Una sentenza che potrebbe fare giurisprudenza e, soprattutto, far discutere. Se non altro perché rischierebbe di mettere in discussione anche l’efficacia dell’autocertificazione. È quanto è emerso ieri dopo la diffusione degli sviluppi di un episodio verificatosi a Correggio, in Emilia Romagna. A marzo 2020 una coppia era infatti stata fermata per dei controlli di rito: i due soggetti coinvolti compilarono l’autocertificazione dichiarando lei “di essere andata a sottoporsi ad esami clinici” e lui “di averla accompagnata”, motivando così lo spostamento per comprovata necessità di salute. Ma i successivi controlli delle forze dell’ordine accertarono come la donna quel giorno non avesse fatto alcun accesso all’ospedale. Cosi si è andati a processo ma per il Gip di Reggio Emilia, Dario De Luca, non solo il fatto in sé non ha costituituito reato ma anche la stessa autocertificazione viene definita un ‘falso inutile’. Secondo il suo ragionamento, infatti, imporre il domicilio forzato in casa viene visto come una forma di restrizione della libertà personale di circolazione, andando anche contro l’ordinamento giuridico del nostro paese.

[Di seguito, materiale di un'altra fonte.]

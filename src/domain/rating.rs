use std::fmt;

use crate::{app_error::AppError, models::Order};

/// A restaurant rating between 1 and 5 stars.
#[derive(Debug, Clone, Copy, PartialEq, Eq, PartialOrd, Ord)]
pub struct Rating(u8);

impl Rating {
    pub const MIN: u8 = 1;
    pub const MAX: u8 = 5;

    pub fn new(stars: u8) -> Result<Self, AppError> {
        if (Self::MIN..=Self::MAX).contains(&stars) {
            Ok(Self(stars))
        } else {
            Err(AppError::InvalidInput(format!(
                "rating must be between {} and {}, got {stars}",
                Self::MIN,
                Self::MAX
            )))
        }
    }

    pub fn stars(self) -> u8 {
        self.0
    }
}

impl fmt::Display for Rating {
    fn fmt(&self, f: &mut fmt::Formatter<'_>) -> fmt::Result {
        write!(f, "{}/{}", self.0, Self::MAX)
    }
}

/// An order takes exactly one rating, and only once it has been delivered.
pub fn ensure_rateable(order: &Order) -> Result<(), AppError> {
    if order.status.is_terminal() && !order.is_rated() {
        Ok(())
    } else {
        Err(AppError::RatingNotAllowed(order.id))
    }
}

#[cfg(test)]
mod tests {
    use chrono::Utc;
    use rstest::rstest;

    use super::*;
    use crate::domain::OrderStatus;

    fn order(status: OrderStatus, rating: Option<u8>) -> Order {
        Order {
            id: 5,
            customer_id: 1,
            restaurant_id: 2,
            restaurant_name: String::new(),
            customer_address: String::new(),
            courier_id: None,
            courier_name: None,
            status,
            products: Vec::new(),
            total_cost: 0,
            restaurant_rating: rating,
            created_at: Utc::now(),
        }
    }

    #[rstest]
    #[case(0, false)]
    #[case(1, true)]
    #[case(5, true)]
    #[case(6, false)]
    fn rating_is_bounded(#[case] stars: u8, #[case] valid: bool) {
        assert_eq!(Rating::new(stars).is_ok(), valid);
    }

    #[rstest]
    #[case(OrderStatus::Delivered, None, true)]
    #[case(OrderStatus::Delivered, Some(4), false)]
    #[case(OrderStatus::InProgress, None, false)]
    #[case(OrderStatus::Pending, None, false)]
    fn only_unrated_delivered_orders_are_rateable(
        #[case] status: OrderStatus,
        #[case] existing: Option<u8>,
        #[case] rateable: bool,
    ) {
        assert_eq!(ensure_rateable(&order(status, existing)).is_ok(), rateable);
    }
}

Si fa in particolar modo riferimento all’articolo 13 della Costituzione secondo cui “La libertà personale è inviolabile”. Il Dpcm viene definito inoltre un atto amministrativo e basta la semplice disapplicazione dello stesso piuttosto che rimettere la legittimità alla Corte Costituzionale. In quel momento storico c’erano risvolti penali che ora sono redimibili con una multa. Ma sarà ancora utile procedere su questa strada? Del resto i contagi, seppur calati, non sono bastati a contenere del tutto la pandemia. Serve un’accelerata sui vaccini.